▶ _What you have to do_: Filter these entries down to lines holding "StatusCode".

▶ _Supplied entries_:
——

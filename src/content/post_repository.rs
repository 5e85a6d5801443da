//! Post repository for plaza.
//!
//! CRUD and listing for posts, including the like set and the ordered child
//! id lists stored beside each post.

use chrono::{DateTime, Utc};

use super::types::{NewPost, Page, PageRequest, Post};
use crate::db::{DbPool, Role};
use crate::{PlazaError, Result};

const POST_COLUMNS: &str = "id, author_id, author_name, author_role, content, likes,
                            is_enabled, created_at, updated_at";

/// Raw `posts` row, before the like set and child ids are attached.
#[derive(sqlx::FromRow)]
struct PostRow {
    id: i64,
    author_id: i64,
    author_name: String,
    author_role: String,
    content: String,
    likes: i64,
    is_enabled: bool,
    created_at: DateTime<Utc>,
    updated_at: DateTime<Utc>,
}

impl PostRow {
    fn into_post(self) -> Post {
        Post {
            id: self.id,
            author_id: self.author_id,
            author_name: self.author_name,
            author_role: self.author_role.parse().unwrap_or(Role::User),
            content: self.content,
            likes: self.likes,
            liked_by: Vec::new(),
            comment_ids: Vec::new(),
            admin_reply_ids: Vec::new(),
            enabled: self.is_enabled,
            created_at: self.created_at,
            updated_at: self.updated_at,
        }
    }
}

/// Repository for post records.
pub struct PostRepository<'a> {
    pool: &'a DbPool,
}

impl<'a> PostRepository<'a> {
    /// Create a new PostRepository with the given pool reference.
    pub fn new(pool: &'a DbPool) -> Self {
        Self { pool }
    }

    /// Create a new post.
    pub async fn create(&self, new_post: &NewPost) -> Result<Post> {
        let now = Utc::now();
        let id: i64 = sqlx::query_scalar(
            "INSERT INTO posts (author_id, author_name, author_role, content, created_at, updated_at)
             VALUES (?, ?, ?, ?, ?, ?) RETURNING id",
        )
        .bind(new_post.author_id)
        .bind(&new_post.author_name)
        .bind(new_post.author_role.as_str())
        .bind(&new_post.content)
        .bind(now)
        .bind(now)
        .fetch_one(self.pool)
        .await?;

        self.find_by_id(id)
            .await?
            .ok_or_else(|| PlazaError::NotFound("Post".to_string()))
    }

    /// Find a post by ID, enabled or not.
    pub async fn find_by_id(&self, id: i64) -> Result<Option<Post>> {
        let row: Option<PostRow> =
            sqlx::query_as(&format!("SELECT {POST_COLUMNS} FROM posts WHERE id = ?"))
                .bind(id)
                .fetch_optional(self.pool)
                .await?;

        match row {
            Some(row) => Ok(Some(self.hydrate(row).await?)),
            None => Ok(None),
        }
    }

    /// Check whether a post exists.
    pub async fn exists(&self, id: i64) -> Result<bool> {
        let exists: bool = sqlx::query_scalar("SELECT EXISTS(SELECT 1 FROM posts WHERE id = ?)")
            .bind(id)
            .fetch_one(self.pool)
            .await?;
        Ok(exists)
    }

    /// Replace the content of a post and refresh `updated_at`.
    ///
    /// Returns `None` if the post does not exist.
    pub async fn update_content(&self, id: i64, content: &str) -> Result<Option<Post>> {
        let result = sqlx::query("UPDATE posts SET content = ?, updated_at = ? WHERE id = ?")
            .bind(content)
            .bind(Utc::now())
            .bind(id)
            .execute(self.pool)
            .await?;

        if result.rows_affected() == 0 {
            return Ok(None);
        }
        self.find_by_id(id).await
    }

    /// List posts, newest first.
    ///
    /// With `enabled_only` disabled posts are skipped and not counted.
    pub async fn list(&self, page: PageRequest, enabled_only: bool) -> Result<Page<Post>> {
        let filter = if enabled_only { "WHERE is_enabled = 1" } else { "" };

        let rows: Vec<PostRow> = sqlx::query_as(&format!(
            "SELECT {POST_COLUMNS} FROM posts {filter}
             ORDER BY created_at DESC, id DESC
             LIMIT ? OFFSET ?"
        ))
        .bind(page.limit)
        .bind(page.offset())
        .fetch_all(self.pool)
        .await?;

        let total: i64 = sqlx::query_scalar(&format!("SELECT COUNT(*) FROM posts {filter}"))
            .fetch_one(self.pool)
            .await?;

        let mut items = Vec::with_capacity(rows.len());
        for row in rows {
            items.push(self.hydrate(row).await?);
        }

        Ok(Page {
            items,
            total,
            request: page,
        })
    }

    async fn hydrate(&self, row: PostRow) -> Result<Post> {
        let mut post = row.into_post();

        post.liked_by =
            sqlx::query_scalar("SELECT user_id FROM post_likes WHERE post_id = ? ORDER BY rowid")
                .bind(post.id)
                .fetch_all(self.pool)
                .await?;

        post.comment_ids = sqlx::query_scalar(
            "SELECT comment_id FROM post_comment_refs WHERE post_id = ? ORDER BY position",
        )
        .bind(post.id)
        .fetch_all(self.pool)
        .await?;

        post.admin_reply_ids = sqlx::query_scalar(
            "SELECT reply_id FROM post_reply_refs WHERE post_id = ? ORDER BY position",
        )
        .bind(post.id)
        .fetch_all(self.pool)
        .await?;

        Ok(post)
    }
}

——

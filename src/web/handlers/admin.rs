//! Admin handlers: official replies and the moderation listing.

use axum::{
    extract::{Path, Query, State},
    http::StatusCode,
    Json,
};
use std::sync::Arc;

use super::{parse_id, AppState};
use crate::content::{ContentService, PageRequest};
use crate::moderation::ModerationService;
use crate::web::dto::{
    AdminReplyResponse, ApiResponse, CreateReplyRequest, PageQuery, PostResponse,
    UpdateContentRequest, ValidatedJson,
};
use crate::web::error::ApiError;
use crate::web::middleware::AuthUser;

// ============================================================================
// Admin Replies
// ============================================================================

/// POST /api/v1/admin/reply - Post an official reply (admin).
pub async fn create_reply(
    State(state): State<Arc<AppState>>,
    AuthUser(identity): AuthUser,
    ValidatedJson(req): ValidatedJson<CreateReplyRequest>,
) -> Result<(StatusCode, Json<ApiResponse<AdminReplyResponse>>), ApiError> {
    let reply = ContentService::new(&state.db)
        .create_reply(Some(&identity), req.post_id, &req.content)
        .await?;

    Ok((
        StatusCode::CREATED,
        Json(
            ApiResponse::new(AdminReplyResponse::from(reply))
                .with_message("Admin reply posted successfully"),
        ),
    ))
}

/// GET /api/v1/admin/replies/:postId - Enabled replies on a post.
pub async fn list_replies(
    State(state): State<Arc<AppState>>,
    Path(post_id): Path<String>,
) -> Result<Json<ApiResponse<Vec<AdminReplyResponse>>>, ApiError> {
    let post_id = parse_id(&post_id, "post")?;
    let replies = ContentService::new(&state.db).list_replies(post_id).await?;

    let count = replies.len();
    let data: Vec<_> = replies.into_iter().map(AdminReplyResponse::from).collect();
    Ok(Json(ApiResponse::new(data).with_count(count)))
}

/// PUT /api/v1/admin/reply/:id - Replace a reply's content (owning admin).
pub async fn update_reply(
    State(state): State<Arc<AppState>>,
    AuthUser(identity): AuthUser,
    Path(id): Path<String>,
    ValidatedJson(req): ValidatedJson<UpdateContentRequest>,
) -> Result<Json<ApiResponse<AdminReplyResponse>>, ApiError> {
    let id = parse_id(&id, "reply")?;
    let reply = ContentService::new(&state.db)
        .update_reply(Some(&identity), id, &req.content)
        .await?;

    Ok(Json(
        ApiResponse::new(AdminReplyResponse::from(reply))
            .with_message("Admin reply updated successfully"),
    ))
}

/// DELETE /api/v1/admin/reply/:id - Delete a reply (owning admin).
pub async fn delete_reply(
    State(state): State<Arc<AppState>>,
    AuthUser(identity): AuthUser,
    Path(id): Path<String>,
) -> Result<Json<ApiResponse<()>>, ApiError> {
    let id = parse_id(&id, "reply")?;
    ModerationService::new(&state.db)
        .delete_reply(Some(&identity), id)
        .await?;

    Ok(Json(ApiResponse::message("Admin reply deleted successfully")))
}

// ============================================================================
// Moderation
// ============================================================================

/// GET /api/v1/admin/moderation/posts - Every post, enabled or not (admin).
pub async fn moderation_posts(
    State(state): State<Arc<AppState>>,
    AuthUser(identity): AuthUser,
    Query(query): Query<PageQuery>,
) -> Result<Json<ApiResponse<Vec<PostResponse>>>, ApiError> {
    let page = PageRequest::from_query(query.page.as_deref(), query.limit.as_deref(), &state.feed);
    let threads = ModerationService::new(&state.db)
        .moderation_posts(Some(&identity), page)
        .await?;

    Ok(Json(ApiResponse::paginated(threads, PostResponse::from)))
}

——

▶ _Task solution_:
    http::StatusCode,
) -> Result<(StatusCode, Json<ApiResponse<AdminReplyResponse>>), ApiError> {
        StatusCode::CREATED,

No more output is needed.